*Records for the exercise*.
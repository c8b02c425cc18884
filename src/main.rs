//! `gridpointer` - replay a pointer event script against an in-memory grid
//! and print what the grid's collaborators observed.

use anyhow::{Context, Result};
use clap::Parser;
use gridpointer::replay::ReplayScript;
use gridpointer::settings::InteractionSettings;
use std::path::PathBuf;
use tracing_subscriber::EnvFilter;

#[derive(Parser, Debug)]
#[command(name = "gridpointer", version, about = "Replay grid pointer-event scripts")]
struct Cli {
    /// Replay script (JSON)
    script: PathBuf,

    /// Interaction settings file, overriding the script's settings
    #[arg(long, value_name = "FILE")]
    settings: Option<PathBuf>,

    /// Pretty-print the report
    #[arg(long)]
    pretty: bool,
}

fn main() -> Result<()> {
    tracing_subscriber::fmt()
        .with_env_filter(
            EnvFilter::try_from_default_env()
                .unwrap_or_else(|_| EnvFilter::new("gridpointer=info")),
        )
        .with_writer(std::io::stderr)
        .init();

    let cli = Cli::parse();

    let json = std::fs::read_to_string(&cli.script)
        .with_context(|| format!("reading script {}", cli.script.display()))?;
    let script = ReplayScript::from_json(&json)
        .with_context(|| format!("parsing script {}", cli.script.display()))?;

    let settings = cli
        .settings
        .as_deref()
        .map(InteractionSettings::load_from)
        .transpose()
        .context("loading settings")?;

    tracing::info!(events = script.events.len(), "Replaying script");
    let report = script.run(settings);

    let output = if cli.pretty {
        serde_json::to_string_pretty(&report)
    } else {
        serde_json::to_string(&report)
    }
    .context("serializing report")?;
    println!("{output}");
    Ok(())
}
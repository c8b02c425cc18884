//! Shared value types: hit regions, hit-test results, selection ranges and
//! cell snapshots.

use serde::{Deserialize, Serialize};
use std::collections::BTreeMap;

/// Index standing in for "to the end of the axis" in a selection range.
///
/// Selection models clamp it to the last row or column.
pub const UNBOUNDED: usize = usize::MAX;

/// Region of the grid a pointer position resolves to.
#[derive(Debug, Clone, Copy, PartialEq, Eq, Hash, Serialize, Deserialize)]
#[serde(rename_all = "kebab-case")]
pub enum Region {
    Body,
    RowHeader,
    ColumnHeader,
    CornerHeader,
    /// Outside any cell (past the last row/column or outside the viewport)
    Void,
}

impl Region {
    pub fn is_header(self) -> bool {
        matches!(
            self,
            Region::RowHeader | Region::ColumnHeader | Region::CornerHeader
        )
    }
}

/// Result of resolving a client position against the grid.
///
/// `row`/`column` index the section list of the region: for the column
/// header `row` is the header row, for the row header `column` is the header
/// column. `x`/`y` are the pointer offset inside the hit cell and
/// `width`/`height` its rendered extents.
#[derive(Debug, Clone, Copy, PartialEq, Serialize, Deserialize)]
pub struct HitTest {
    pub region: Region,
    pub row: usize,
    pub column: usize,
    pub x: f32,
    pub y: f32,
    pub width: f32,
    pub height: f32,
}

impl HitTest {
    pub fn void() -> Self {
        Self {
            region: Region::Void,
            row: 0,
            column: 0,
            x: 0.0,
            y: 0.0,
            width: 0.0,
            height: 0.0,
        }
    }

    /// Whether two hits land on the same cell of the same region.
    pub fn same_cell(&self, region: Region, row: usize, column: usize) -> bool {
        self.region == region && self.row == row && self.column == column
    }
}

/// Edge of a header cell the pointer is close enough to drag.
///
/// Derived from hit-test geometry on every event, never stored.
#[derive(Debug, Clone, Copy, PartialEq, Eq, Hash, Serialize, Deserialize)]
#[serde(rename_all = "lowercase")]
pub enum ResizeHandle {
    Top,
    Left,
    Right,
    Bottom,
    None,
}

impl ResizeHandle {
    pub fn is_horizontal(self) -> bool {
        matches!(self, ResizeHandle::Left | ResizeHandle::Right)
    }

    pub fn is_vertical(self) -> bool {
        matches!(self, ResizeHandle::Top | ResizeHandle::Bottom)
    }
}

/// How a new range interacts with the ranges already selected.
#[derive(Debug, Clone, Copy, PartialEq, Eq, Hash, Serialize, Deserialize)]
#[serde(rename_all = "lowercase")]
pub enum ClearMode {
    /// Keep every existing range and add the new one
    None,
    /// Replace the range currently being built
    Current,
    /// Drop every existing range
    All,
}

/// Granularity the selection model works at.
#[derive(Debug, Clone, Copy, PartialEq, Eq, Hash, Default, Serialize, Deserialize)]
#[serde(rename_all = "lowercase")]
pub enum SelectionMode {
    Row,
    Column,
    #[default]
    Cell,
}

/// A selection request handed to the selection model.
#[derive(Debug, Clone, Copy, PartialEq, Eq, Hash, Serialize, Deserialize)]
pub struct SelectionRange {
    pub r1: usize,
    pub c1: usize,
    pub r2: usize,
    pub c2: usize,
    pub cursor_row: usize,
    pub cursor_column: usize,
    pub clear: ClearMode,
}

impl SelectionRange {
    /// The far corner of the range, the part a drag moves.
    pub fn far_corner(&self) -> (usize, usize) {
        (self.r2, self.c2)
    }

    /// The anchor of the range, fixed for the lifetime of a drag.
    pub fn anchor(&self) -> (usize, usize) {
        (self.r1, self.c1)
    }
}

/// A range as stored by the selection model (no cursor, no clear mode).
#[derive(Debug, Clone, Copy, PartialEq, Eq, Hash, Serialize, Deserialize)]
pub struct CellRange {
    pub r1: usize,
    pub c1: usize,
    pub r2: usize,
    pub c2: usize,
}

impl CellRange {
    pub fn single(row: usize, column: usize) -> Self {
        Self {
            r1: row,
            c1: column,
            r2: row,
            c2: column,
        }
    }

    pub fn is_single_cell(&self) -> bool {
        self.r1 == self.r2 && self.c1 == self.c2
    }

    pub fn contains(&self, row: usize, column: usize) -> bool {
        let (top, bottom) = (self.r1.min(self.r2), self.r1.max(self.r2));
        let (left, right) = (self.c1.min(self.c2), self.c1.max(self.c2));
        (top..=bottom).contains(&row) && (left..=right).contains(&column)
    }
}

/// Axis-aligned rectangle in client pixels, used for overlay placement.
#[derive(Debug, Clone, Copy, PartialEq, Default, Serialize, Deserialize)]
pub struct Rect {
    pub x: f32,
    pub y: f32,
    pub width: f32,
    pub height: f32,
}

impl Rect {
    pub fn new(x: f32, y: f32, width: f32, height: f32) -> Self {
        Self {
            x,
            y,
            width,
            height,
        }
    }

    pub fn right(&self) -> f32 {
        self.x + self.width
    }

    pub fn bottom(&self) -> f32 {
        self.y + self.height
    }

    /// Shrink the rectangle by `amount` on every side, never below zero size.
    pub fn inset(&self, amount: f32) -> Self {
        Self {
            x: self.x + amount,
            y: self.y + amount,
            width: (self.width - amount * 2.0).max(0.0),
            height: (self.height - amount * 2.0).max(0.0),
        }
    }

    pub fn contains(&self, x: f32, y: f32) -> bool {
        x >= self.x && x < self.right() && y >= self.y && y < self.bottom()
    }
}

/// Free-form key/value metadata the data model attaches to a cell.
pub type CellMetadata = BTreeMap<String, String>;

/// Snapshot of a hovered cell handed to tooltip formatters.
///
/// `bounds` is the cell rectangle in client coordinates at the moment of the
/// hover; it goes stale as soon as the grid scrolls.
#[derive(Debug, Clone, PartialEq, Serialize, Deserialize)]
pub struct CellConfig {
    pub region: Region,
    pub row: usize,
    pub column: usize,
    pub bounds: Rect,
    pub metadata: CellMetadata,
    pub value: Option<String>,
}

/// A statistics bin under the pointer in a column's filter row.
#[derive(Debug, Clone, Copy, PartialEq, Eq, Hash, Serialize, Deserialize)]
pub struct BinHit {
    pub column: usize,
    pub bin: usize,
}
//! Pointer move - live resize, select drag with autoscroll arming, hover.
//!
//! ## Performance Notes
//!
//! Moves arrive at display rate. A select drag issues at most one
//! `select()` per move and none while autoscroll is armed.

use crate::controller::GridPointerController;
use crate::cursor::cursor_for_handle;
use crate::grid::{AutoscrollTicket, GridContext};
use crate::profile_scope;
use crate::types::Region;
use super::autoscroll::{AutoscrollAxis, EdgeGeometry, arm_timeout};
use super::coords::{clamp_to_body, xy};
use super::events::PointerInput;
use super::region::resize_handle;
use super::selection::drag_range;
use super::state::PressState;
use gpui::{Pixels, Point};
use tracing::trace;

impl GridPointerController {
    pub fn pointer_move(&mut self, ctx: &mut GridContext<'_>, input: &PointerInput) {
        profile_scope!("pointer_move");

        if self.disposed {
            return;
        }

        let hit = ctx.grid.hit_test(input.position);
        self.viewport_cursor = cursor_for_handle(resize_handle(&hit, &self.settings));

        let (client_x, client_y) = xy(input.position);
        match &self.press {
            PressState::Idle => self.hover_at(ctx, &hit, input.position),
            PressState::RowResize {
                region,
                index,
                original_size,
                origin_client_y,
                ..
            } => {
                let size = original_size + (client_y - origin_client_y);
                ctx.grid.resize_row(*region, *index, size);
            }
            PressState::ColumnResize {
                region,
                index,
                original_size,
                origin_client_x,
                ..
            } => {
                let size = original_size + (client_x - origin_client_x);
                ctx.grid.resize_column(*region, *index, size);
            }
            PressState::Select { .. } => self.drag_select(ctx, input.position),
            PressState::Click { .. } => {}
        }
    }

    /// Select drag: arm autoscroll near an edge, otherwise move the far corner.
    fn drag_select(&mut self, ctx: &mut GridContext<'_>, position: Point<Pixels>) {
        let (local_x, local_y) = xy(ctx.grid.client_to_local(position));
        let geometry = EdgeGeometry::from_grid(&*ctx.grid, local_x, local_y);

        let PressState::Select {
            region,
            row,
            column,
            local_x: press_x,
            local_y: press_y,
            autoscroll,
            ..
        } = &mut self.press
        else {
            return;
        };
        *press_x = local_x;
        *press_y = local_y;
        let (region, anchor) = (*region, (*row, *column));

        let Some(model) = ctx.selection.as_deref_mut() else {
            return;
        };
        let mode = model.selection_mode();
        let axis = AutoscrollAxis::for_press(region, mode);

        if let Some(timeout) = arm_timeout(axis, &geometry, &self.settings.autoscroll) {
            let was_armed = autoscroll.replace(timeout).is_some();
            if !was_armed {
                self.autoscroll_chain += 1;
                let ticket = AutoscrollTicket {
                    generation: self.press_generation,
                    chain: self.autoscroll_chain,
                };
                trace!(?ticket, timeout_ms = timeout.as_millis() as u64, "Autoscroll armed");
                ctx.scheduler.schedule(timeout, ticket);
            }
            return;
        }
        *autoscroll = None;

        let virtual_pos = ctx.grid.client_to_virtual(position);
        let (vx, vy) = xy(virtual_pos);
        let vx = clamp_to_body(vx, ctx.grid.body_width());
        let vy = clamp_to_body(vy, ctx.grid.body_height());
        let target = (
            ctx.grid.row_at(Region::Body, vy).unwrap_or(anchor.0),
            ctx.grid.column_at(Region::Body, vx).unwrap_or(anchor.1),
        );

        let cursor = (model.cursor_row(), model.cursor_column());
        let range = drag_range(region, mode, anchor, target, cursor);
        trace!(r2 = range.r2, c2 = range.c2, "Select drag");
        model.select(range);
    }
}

*Task instructions*.
Reproduce exactly the lines of the records above from the one with "pub fn bottom(&self)" to the one with "y: self.y +", both included, and leave out everything else.

*Response to this task*.
    pub fn bottom(&self) -> f32 {
        self.y + self.height
    }

    /// Shrink the rectangle by `amount` on every side, never below zero size.
    pub fn inset(&self, amount: f32) -> Self {
        Self {
            x: self.x + amount,
            y: self.y + amount,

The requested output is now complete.